Diagnosing canine food allergies is no fun at all. The condition’s most common symptoms of itching and chronic/recurrent skin and ear problems (with or without concurrent GI signs) are hardly unique to food allergies, so a complete work-up is the first order of business. And then finally, when we get to the point where we’re highly suspicious that a food allergy is to blame for a dog’s misery, we have to institute a food trial that lasts from eight to twelve weeks, during which time a dog eats absolutely nothing except an elimination diet and water (no treats, no flavored heartworm preventives … nothing).
An elimination diet is a food that contains a protein source to which a dog has never been exposed, or one in which the proteins are broken down (hydrolyzed) into such tiny fragments that the body does not mount an allergic reaction against them.
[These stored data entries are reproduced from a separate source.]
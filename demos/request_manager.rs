//! Streaming messages through a bounded request window.
//!
//! Rank 0 sends `NMSGS` tagged messages and rank 1 receives them, each side
//! keeping at most `WINDOW` operations in flight. Every completion hands its
//! buffer back, and the buffer is reused for the next message.
//!
//! Run with: mpiexec -n 2 cargo run --features mpi --example request_manager
//! Set `RUST_LOG=ferroreq=debug` to see completions as they are collected.

use std::error::Error;

use ferroreq::{Mpi, MpiTransport, RequestManager, ANY_TAG};

const NMSGS: usize = 32;
const WINDOW: usize = 4;
const LEN: usize = 256;

fn main() -> Result<(), Box<dyn Error>> {
    tracing_subscriber::fmt()
        .with_env_filter(tracing_subscriber::EnvFilter::from_default_env())
        .init();

    let mpi = Mpi::init()?;
    let world = mpi.world();
    let rank = world.rank();

    if world.size() < 2 {
        println!("Need at least 2 processes");
        return Ok(());
    }

    world.barrier()?;

    match rank {
        0 => {
            let mut manager = RequestManager::new(MpiTransport::new(&mpi, world.clone())?, WINDOW)?;
            let mut spare = vec![vec![0.0f64; LEN]; WINDOW];
            let mut next = 0;
            let mut delivered = 0;

            while delivered < NMSGS {
                while next < NMSGS {
                    let Some(mut payload) = spare.pop() else { break };
                    payload.fill(next as f64);
                    manager.send(payload, 1, next as i32, next)?;
                    next += 1;
                }
                for completion in manager.wait()? {
                    spare.push(completion.buffer);
                    delivered += 1;
                }
            }
            println!("✓ Rank 0 delivered {delivered} messages from {WINDOW} buffers");
        }
        1 => {
            let mut manager = RequestManager::new(MpiTransport::new(&mpi, world.clone())?, WINDOW)?;
            let mut spare = vec![vec![0.0f64; LEN]; WINDOW];
            let mut posted = 0;
            let mut done = 0;
            let mut empty_polls = 0u64;

            while done < NMSGS {
                while posted < NMSGS {
                    let Some(inbox) = spare.pop() else { break };
                    manager.recv(inbox, 0, ANY_TAG, posted)?;
                    posted += 1;
                }
                let completions = manager.poll()?;
                if completions.is_empty() {
                    empty_polls += 1;
                    std::hint::spin_loop();
                }
                for completion in completions {
                    println!("inbox {} <- {}", completion.handle, completion.status);
                    // Messages may match inboxes out of order; the tag names the payload
                    let tag = f64::from(completion.status.tag);
                    assert!(completion.buffer.iter().all(|&x| x == tag));
                    spare.push(completion.buffer);
                    done += 1;
                }
            }
            println!("  ({empty_polls} polls found nothing ready)");
            println!("✓ Rank 1 received {NMSGS} messages into {WINDOW} buffers");
        }
        _ => {}
    }

    world.barrier()?;
    Ok(())
}
//! Single nonblocking send and receive.
//!
//! Rank 0 posts an `isend`, rank 1 posts an `irecv` into a larger buffer and
//! checks the received element count.
//!
//! Run with: mpiexec -n 2 cargo run --features mpi --example isend_irecv

use ferroreq::{Mpi, Result};

const MSG: &[u8] = b"hello";

fn main() -> Result<()> {
    tracing_subscriber::fmt()
        .with_env_filter(tracing_subscriber::EnvFilter::from_default_env())
        .init();

    let mpi = Mpi::init()?;
    let world = mpi.world();
    let rank = world.rank();

    if world.size() < 2 {
        println!("Need at least 2 processes");
        return Ok(());
    }

    world.barrier()?;

    match rank {
        0 => {
            let request = world.isend(MSG, 1, 0)?;
            request.wait()?;
            println!("✓ Rank 0 send completed");
        }
        1 => {
            let mut buf = [0u8; 10];
            let mut polls = 0;
            let status = {
                let mut request = world.irecv(&mut buf, 0, 0)?;
                loop {
                    if let Some(status) = request.test()? {
                        break status;
                    }
                    polls += 1;
                    std::hint::spin_loop();
                }
            };
            println!("  ({polls} polls before completion)");
            assert_eq!(status.count()?, MSG.len() as i64);
            assert_eq!(&buf[..MSG.len()], MSG);
            println!("✓ Rank 1 received {status}");
        }
        _ => {}
    }

    world.barrier()?;
    Ok(())
}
Elimination diets also typically contain either rice, which is rarely allergenic, or a novel source of carbohydrates (e.g., sweet potato).
It’s easy enough for a veterinarian to explain what’s involved in a food trial and sell owners an appropriate elimination diet or provide you with a recipe for a home-cooked version, but actually carrying the food trial out successfully at home is really hard. Invariably, I get calls from owners who say, "I just found out my father-in-law has been sneaking the dog steak," or, "My toddler keeps dropping her crackers on the floor, is that a problem?" The answer is, "Yes, it’s a big problem."
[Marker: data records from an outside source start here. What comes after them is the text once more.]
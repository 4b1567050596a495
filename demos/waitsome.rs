//! Many nonblocking receives completed with the bulk helpers.
//!
//! Rank 0 posts `NMSGS` sends and completes them with `wait_all`. Rank 1
//! posts `NMSGS` receives and drains them first with `wait_any`, then with
//! `wait_some`.
//!
//! Run with: mpiexec -n 2 cargo run --features mpi --example waitsome

use ferroreq::{Communicator, Mpi, Request, Result};

const MSG: &[u8] = b"hello";
const NMSGS: usize = 10;

fn send_batch(world: &Communicator) -> Result<()> {
    let mut requests = (0..NMSGS)
        .map(|_| world.isend(MSG, 1, 0))
        .collect::<Result<Vec<_>>>()?;
    let statuses = Request::wait_all(&mut requests)?;
    println!("0 wait_all finished ({} statuses)", statuses.len());
    Ok(())
}

fn main() -> Result<()> {
    tracing_subscriber::fmt()
        .with_env_filter(tracing_subscriber::EnvFilter::from_default_env())
        .init();

    let mpi = Mpi::init()?;
    let world = mpi.world();
    let rank = world.rank();

    if world.size() < 2 {
        println!("Need at least 2 processes");
        return Ok(());
    }

    world.barrier()?;

    // ============================================================
    // Round 1: wait_any
    // ============================================================
    match rank {
        0 => send_batch(&world)?,
        1 => {
            let mut bufs = vec![[0u8; 10]; NMSGS];
            {
                let mut requests = bufs
                    .iter_mut()
                    .map(|buf| world.irecv(buf, 0, 0))
                    .collect::<Result<Vec<_>>>()?;
                for _ in 0..NMSGS {
                    if let Some((i, status)) = Request::wait_any(&mut requests)? {
                        println!("{i} {status}");
                    }
                }
                assert!(requests.iter().all(Request::is_completed));
            }
            assert!(bufs.iter().all(|buf| &buf[..MSG.len()] == MSG));
            println!("✓ wait_any drained {NMSGS} receives");
        }
        _ => {}
    }

    world.barrier()?;

    // ============================================================
    // Round 2: wait_some
    // ============================================================
    match rank {
        0 => send_batch(&world)?,
        1 => {
            let mut bufs = vec![[0u8; 10]; NMSGS];
            let mut rounds = 0;
            {
                let mut requests = bufs
                    .iter_mut()
                    .map(|buf| world.irecv(buf, 0, 0))
                    .collect::<Result<Vec<_>>>()?;
                let mut finished = 0;
                while finished < NMSGS {
                    let completed = Request::wait_some(&mut requests)?;
                    for (i, status) in &completed {
                        println!("{i} {status}");
                    }
                    finished += completed.len();
                    rounds += 1;
                }
            }
            assert!(bufs.iter().all(|buf| &buf[..MSG.len()] == MSG));
            println!("✓ wait_some drained {NMSGS} receives in {rounds} rounds");
        }
        _ => {}
    }

    world.barrier()?;
    Ok(())
}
When the rules of the food trial are not strictly followed, it becomes very difficult to determine if a dog’s continuing symptoms are a result of the “extras” he’s been receiving or because he suffers from something other than a food allergy.
In human medicine, doctors sometimes employ a "patch test" to diagnose food allergies. A recent study looked into whether or not patch tests could be used in a similar manner in dogs and also evaluated the effectiveness of blood tests in diagnosing canine food allergies. I won’t saddle you with the results of the study’s statistical analyses (in truth, I don’t want to bone up again on the differences between sensitivity, specificity, and negative and positive predictability), but the paper’s authors concluded that “patch testing (and to a lesser degree serum testing) can be helpful in choosing ingredients for an elimination diet in a dog with suspected AFR [adverse food reaction]” but shouldn’t be used to diagnose the condition itself.
In other words, patch testing is better at telling you what a dog is NOT allergic to than if he is allergic in the first place, and if so, which foods are to blame.
Oh well. It looks like neither patch nor blood testing will replace the food trial any time soon. On the other hand, I can see a role for patch testing once a food allergy has been diagnosed. Many owners understandably do not want to go through the rigorous process of reintroducing ingredients one by one and monitoring for a return of symptoms to determine exactly what their dogs are allergic to, but they also do not like the idea of having to feed only the elimination diet used in the food trial for the rest of the pet’s life.
Patch testing could determine what ingredients are most likely to be safe, which would help guide decision making as to which new foods to try first.